In 1849 Kingsford was engaged in the construction of the Hudson River Railroad in the state of New York. In he 1851 went to Panama as assistant engineer to J. J. Campbell, who was then building the Panama Canal Railway. Returning to Canada in 1853, he surveyed for the Grand Trunk Railway railroad tracks running from Montreal to Vaudreuil, from Montreal to Cornwall, Ontario, from Brockville to Rideau, and, under A. M. Ross, laid down the lines of the Victoria Bridge.

Kingsford was chief engineer of the city of Toronto for a few months during 1855, but resigned to re-enter the service of the Grand Trunk, in whose employment he remained till 1864. He acted at first as superintendent of the line east from Toronto, and afterwards as contractor to maintain the section that runs from that city westward to Stratford. He came to England in 1865, where he made one or two general surveys on the continent for English firms. He reported to Thomas Brassey on the railway possibilities of the island of Sardinia.

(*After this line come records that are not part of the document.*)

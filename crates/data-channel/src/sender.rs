//! Outbound side of the transfer protocol.

use std::path::Path;

use tokio::io::{AsyncReadExt, AsyncWrite};
use tracing::{debug, info};

use filechat_protocol::constants::COPY_BUFFER_SIZE;
use filechat_protocol::{ChatLine, Identity, ProtocolError, TransferHeader};

use crate::connection::ConnectionWriter;
use crate::error::DataChannelError;

impl<W: AsyncWrite + Unpin> ConnectionWriter<W> {
    /// Sends `text` as `<nickname>: <text>`.
    pub async fn send_chat(
        &mut self,
        identity: &Identity,
        text: &str,
    ) -> Result<ChatLine, DataChannelError> {
        let line = identity.chat_line(text)?;
        self.send_line(line.as_str()).await?;
        Ok(line)
    }

    /// Announces and streams a local file.
    ///
    /// The announced name is the file's basename. Errors before the header
    /// is written leave the stream untouched; once the header is out, a
    /// local read failure is [`DataChannelError::SendAborted`] and the
    /// connection must be closed.
    pub async fn send_file(&mut self, path: &Path) -> Result<TransferHeader, DataChannelError> {
        let filename = path
            .file_name()
            .and_then(|name| name.to_str())
            .ok_or_else(|| ProtocolError::InvalidFilename {
                name: path.display().to_string(),
                reason: "no UTF-8 file name",
            })?;

        let mut file = tokio::fs::File::open(path)
            .await
            .map_err(|e| DataChannelError::file(path, e))?;
        let size = file
            .metadata()
            .await
            .map_err(|e| DataChannelError::file(path, e))?
            .len();
        let header = TransferHeader::new(filename, size)?;

        self.send_line(&header.encode()).await?;
        info!(file = %header, "sending file");

        let mut buf = vec![0u8; COPY_BUFFER_SIZE];
        let mut sent = 0u64;
        while sent < size {
            let to_read = ((size - sent) as usize).min(buf.len());
            let n = match file.read(&mut buf[..to_read]).await {
                Ok(0) | Err(_) => {
                    return Err(DataChannelError::SendAborted {
                        filename: header.filename,
                        sent,
                        expected: size,
                    });
                }
                Ok(n) => n,
            };
            self.write_chunk(&buf[..n]).await?;
            sent += n as u64;
        }
        self.flush().await?;

        debug!(file = %header, "file sent");
        Ok(header)
    }

    /// Announces and sends an in-memory file.
    pub async fn send_file_bytes(
        &mut self,
        filename: &str,
        data: &[u8],
    ) -> Result<TransferHeader, DataChannelError> {
        let header = TransferHeader::new(filename, data.len() as u64)?;
        self.send_line(&header.encode()).await?;
        self.send_bytes(data).await?;
        debug!(file = %header, "file sent");
        Ok(header)
    }
}
//! filechat configuration management.
//!
//! Configuration is stored as TOML:
//! - Linux: `~/.config/filechat/config.toml`
//! - Windows: `%APPDATA%/filechat/config.toml`

use std::net::SocketAddr;
use std::path::{Path, PathBuf};
use std::time::Duration;

use anyhow::Context;
use rand::Rng;
use serde::{Deserialize, Serialize};

use filechat_data_channel::{
    ClientOptions, DEFAULT_RECEIVED_PREFIX, ReceivePolicy, ServerConfig,
};
use filechat_protocol::Identity;
use filechat_protocol::constants::{DEFAULT_HOST, DEFAULT_PORT};

/// filechat configuration.
#[derive(Debug, Clone, Serialize, Deserialize)]
pub struct Config {
    /// Server address to connect to, or interface to listen on.
    #[serde(default = "default_host")]
    pub host: String,

    /// TCP port (0 = auto-assign when serving).
    #[serde(default = "default_port")]
    pub port: u16,

    /// Prefix for outgoing chat lines.
    #[serde(default = "default_nickname")]
    pub nickname: String,

    /// Where received files are stored.
    #[serde(default = "default_download_dir")]
    pub download_dir: PathBuf,

    #[serde(default = "default_received_prefix")]
    pub received_prefix: String,

    /// Socket read/write deadline in seconds (0 = wait forever).
    #[serde(default)]
    pub io_timeout_secs: u64,

    #[serde(default = "default_connect_timeout")]
    pub connect_timeout_secs: u64,

    /// Largest accepted file in bytes; unset accepts any size.
    #[serde(default, skip_serializing_if = "Option::is_none")]
    pub max_file_size: Option<u64>,

    /// Forward chat lines between clients when serving.
    #[serde(default = "default_true")]
    pub relay_chat: bool,
}

fn default_host() -> String {
    DEFAULT_HOST.into()
}

fn default_port() -> u16 {
    DEFAULT_PORT
}

fn default_nickname() -> String {
    format!("Client-{}", rand::thread_rng().gen_range(0..1000))
}

fn default_download_dir() -> PathBuf {
    home_dir().unwrap_or_else(|| PathBuf::from("."))
}

fn default_received_prefix() -> String {
    DEFAULT_RECEIVED_PREFIX.into()
}

fn default_connect_timeout() -> u64 {
    30
}

fn default_true() -> bool {
    true
}

impl Default for Config {
    fn default() -> Self {
        Self {
            host: default_host(),
            port: default_port(),
            nickname: default_nickname(),
            download_dir: default_download_dir(),
            received_prefix: default_received_prefix(),
            io_timeout_secs: 0,
            connect_timeout_secs: default_connect_timeout(),
            max_file_size: None,
            relay_chat: default_true(),
        }
    }
}

impl Config {
    /// Loads configuration from `path` (or the platform default), creating
    /// a default file if none exists.
    pub fn load(path: Option<&Path>) -> anyhow::Result<Self> {
        match path {
            Some(path) => Self::load_from(path),
            None => Self::load_from(&config_path()?),
        }
    }

    pub fn load_from(path: &Path) -> anyhow::Result<Self> {
        if path.exists() {
            let content = std::fs::read_to_string(path)
                .with_context(|| format!("reading {}", path.display()))?;
            let config: Config = toml::from_str(&content)
                .with_context(|| format!("parsing {}", path.display()))?;
            Ok(config)
        } else {
            let config = Config::default();
            config.save_to(path)?;
            Ok(config)
        }
    }

    /// Saves the configuration to `path`.
    pub fn save_to(&self, path: &Path) -> anyhow::Result<()> {
        if let Some(parent) = path.parent() {
            std::fs::create_dir_all(parent)?;
        }

        let content = toml::to_string_pretty(self)?;
        std::fs::write(path, content)?;

        // Restrict permissions on Unix.
        #[cfg(unix)]
        {
            use std::os::unix::fs::PermissionsExt;
            std::fs::set_permissions(path, std::fs::Permissions::from_mode(0o600))?;
        }

        tracing::debug!(path = %path.display(), "configuration saved");
        Ok(())
    }

    pub fn identity(&self) -> anyhow::Result<Identity> {
        Identity::new(self.nickname.as_str()).context("invalid nickname")
    }

    pub fn io_timeout(&self) -> Option<Duration> {
        (self.io_timeout_secs > 0).then(|| Duration::from_secs(self.io_timeout_secs))
    }

    pub fn policy(&self) -> ReceivePolicy {
        ReceivePolicy {
            max_file_size: self.max_file_size,
        }
    }

    /// `host:port` as a connect target.
    pub fn address(&self) -> String {
        format!("{}:{}", self.host, self.port)
    }

    pub fn server_config(&self) -> anyhow::Result<ServerConfig> {
        let bind: SocketAddr = self
            .address()
            .parse()
            .with_context(|| format!("invalid listen address {}", self.address()))?;
        Ok(ServerConfig {
            bind,
            download_dir: self.download_dir.clone(),
            received_prefix: self.received_prefix.clone(),
            policy: self.policy(),
            io_timeout: self.io_timeout(),
            relay_chat: self.relay_chat,
        })
    }

    pub fn client_options(&self) -> ClientOptions {
        ClientOptions {
            connect_timeout: Duration::from_secs(self.connect_timeout_secs),
            io_timeout: self.io_timeout(),
        }
    }
}

fn home_dir() -> Option<PathBuf> {
    #[cfg(target_os = "windows")]
    let var = "USERPROFILE";
    #[cfg(not(target_os = "windows"))]
    let var = "HOME";

    std::env::var_os(var).map(PathBuf::from)
}

/// Returns the platform-specific configuration file path.
fn config_path() -> anyhow::Result<PathBuf> {
    #[cfg(target_os = "linux")]
    {
        let home = std::env::var("HOME").unwrap_or_else(|_| "/tmp".into());
        Ok(PathBuf::from(home)
            .join(".config")
            .join("filechat")
            .join("config.toml"))
    }

    #[cfg(target_os = "windows")]
    {
        let appdata =
            std::env::var("APPDATA").unwrap_or_else(|_| "C:\\Users\\Default\\AppData".into());
        Ok(PathBuf::from(appdata).join("filechat").join("config.toml"))
    }

    #[cfg(not(any(target_os = "linux", target_os = "windows")))]
    {
        Ok(PathBuf::from("/tmp/filechat/config.toml"))
    }
}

In 1867, the building of the Intercolonial Railway took Kingsford to Canada once more to Canada, where he remained for the rest of his life. He worked on the enlargement of the Grenville Canal and the draining of Russell, Ontario, moving to Ottawa. When the Mackenzie government came into power in 1872 Kingsford was appointed dominion engineer in charge of the harbours of the Great Lakes and the St. Lawrence River. He continued in this post till 31 December 1879, when he was dismissed by Sir Hector Langevin, minister of public works.

==Later life==
At the age of 60, Kingsford then turned to Canadian history. Queen's University and Dalhousie University recognised Kingsford's historical works by conferring on him the degree of LL.D.; and McGill University gave his name to a recently endowed chair of history. He survived the completion of his History by a few months only, and died on 28 September 1898.

==Works==
Kingsford began writing for the press, and published some pamphlets:
- The History, Structure, and Statistics of Plank-roads, 1852
- Impressions of the West and South, 1858
- The Canadian Canals: their History and Cost, 1865

and a monograph on Canadian history entitled A Political Coin.

Kingsford studied of the archives of Canada, collected at Ottawa, from 1880. He published Canadian Archæology in 1886, soon followed by the Early Bibliography of Ontario. He published the first volume of the History of Canada in 1887. The tenth and last volume went up to the union of Upper and Lower Canada (1841), and was printed in 1898, with a preface dated 24 May.

Kingsford was a fellow of the Royal Society of Canada, to which he contributed several papers, and a member of the Canadian Society of Civil Engineers. He published correspondence and proceedings related to his sacking in a pamphlet Mr. Kingsford and Sir Hector Langevin (1882).

==Family==
In 1848 Kingsford married Maria Margaret, daughter of William Burns Lindsay, clerk of the legislative assembly of the province of Canada. Queen Victoria gave her his widow's civil list pension after his death.